Beaucoup d’Haïtiens vivent dans le quartier de Los Casabe à Duquesa, la deuxième plus grande des 350 décharges dans toute la République dominicaine, qui reçoit les ordures de la capitale et des cinq autres municipalités qui composent El Gran Santo Domingo. Selon le ministère dominicain de l’Environnement, 5 200 tonnes de déchets de la capitale y sont déversés quotidiennement.
La plupart des collecteurs vivent au jour le jour. La collecte des déchets dans la décharge peut rapporter jusqu’à 500 pesos par jour (10 dollars), un ou deux dollars de plus que dans la construction.
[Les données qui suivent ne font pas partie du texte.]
// Operations over curve25519.
// parameters:
// y^2 = x^3 + 486662x^2 + x mod (2^255 - 19)
// p = 0x7fffffffffffffffffffffffffffffffffffffffffffffffffffffffffffffed
// A = 0x0000000000000000000000000000000000000000000000000000000000076d06
// contains 8*l elements.
//
// Points are tracked as x-only projective pairs (X:Z); y is never computed.
use crate::pke::arith::{FieldElement, ONE, ZERO};

/// Montgomery coefficient A.
pub const A: u32 = 486662;
/// Montgomery coefficient B.
pub const B: u32 = 1;
/// x-coordinate of the base point.
pub const GX: u16 = 9;

/// A + 2, the constant in the doubling formula.
const A_PLUS_2: FieldElement = FieldElement([
    0x6d08, 0x0007, 0, 0, 0, 0, 0, 0, 0, 0, 0, 0, 0, 0, 0, 0,
]);
const FOUR: FieldElement = FieldElement::from_u16(4);

/// l = 2^252 + 27742317777372353535851937790883648493, little endian.
/// Order of the subgroup generated by G.
pub const SUBGROUP_ORDER: [u8; 32] = [
    0xed, 0xd3, 0xf5, 0x5c, 0x1a, 0x63, 0x12, 0x58, 0xd6, 0x9c, 0xf7, 0xa2, 0xde, 0xf9, 0xde, 0x14,
    0x00, 0x00, 0x00, 0x00, 0x00, 0x00, 0x00, 0x00, 0x00, 0x00, 0x00, 0x00, 0x00, 0x00, 0x00, 0x10,
];

/// This struct describes an x-only point on curve25519 in projective form.
/// Affine x is `x / z`; `z == 0` is the point at infinity.
#[derive(Debug, Clone, Copy, PartialEq, Eq)]
pub struct ProjectivePoint {
    pub x: FieldElement,
    pub z: FieldElement,
}

impl ProjectivePoint {
    /// The neutral element (1:0).
    pub const NEUTRAL: ProjectivePoint = ProjectivePoint { x: ONE, z: ZERO };

    /// The base point (9:1).
    pub const BASEPOINT: ProjectivePoint = ProjectivePoint {
        x: FieldElement::from_u16(GX),
        z: ONE,
    };

    pub fn is_infinity(&self) -> bool {
        self.z.is_zero()
    }

    /// Q3 = Q1 + Q2, given the constraint Q2 = Q1 + P.
    ///
    /// Differential addition only works because the difference of the
    /// two inputs is the fixed point `p`. The formula is symmetric in
    /// `q1` and `q2`, so Q1 = Q2 + P is also accepted.
    pub fn diff_add(q1: &Self, q2: &Self, p: &Self) -> Self {
        let s = (q2.x - q2.z) * (q1.x + q1.z);
        let t = (q2.x + q2.z) * (q1.x - q1.z);
        ProjectivePoint {
            x: p.z * (s + t).square(),
            z: p.x * (s - t).square(),
        }
    }

    /// Q3 = 2 * Q1.
    pub fn double(&self) -> Self {
        let sum_sq = (self.x + self.z).square();
        let diff_sq = (self.x - self.z).square();
        let xz = self.x * self.z;
        ProjectivePoint {
            x: sum_sq * diff_sq,
            z: FOUR * xz * (diff_sq + A_PLUS_2 * xz),
        }
    }

    /// Constant-time swap of two points when `bit == 1`.
    pub fn swap(&mut self, q: &mut Self, bit: i64) {
        self.x.swap(&mut q.x, bit);
        self.z.swap(&mut q.z, bit);
    }
}

#[cfg(test)]
fn affine(q: &ProjectivePoint) -> FieldElement {
    q.x * q.z.inverse()
}

#[test]
fn curve_constants() {
    assert_eq!(A_PLUS_2.to_bytes(), {
        let mut b = [0u8; 32];
        b[..4].copy_from_slice(&(A + 2).to_le_bytes());
        b
    });
    assert_eq!(B, 1);

    let l = num_bigint::BigUint::from_bytes_le(&SUBGROUP_ORDER);
    let expected = (num_bigint::BigUint::from(1u8) << 252u32)
        + "27742317777372353535851937790883648493"
            .parse::<num_bigint::BigUint>()
            .unwrap();
    assert_eq!(l, expected);
}

#[test]
fn double_matches_diff_add() {
    // 4G = double(2G) = diff_add(G, 3G, 2G), with 3G = diff_add(G, 2G, G).
    let g = ProjectivePoint::BASEPOINT;
    let g2 = g.double();
    let g3 = ProjectivePoint::diff_add(&g, &g2, &g);
    let g4_dbl = g2.double();
    let g4_add = ProjectivePoint::diff_add(&g, &g3, &g2);
    assert_eq!(affine(&g4_dbl), affine(&g4_add));
    // Symmetric in the two summands.
    assert_eq!(
        affine(&ProjectivePoint::diff_add(&g2, &g, &g)),
        affine(&g3)
    );
}

#[test]
fn neutral_element() {
    let g = ProjectivePoint::BASEPOINT;
    let n = ProjectivePoint::NEUTRAL;
    assert!(n.is_infinity());
    assert!(n.double().is_infinity());
    // O + G with difference G is G.
    assert_eq!(affine(&ProjectivePoint::diff_add(&n, &g, &g)), affine(&g));
}

#[test]
fn doubling_known_value() {
    // x(2G) = 14847277145635483483963372537557091634710985132825781088887140890597596352251
    let expected: num_bigint::BigUint =
        "14847277145635483483963372537557091634710985132825781088887140890597596352251"
            .parse()
            .unwrap();
    let g2 = affine(&ProjectivePoint::BASEPOINT.double());
    assert_eq!(num_bigint::BigUint::from_bytes_le(&g2.to_bytes()), expected);
}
Grâce à ce qu’ils parviennent à collecter et à vendre, ils gagnent entre 200 et 250 dollars par mois, comparable au salaire qu’un concierge ou même un éboueur de la mairie gagnerait.
Cependant, ces travailleurs ne bénéficient d’aucune prestation salariale, ni d’assurance maladie, ni de sécurité sociale, ni de pension. S’ils ne travaillent pas, ils ne mangent pas et ne gagnent pas d’argent. Sans papiers ni documents d’identification, les collecteurs Haïtiens ne sont pas reconnus comme faisant partie du secteur formel du travail et ne bénéficient pas des avantages de la loi accordés par l’État dominicain.
Mais ce problème n’est pas exclusif aux Haïtiens. Sur les 40% de collecteurs restants, on estime qu’au moins la moitié sont des Dominicains sans papiers qui ont trouvé dans les poubelles un moyen de survivre: sans identification ni reconnaissance. Il n’y a pas de registre officiel du nombre exact de Dominicains qui se trouvent dans cette situation, qui englobe des générations de la même famille sans papiers d’identité.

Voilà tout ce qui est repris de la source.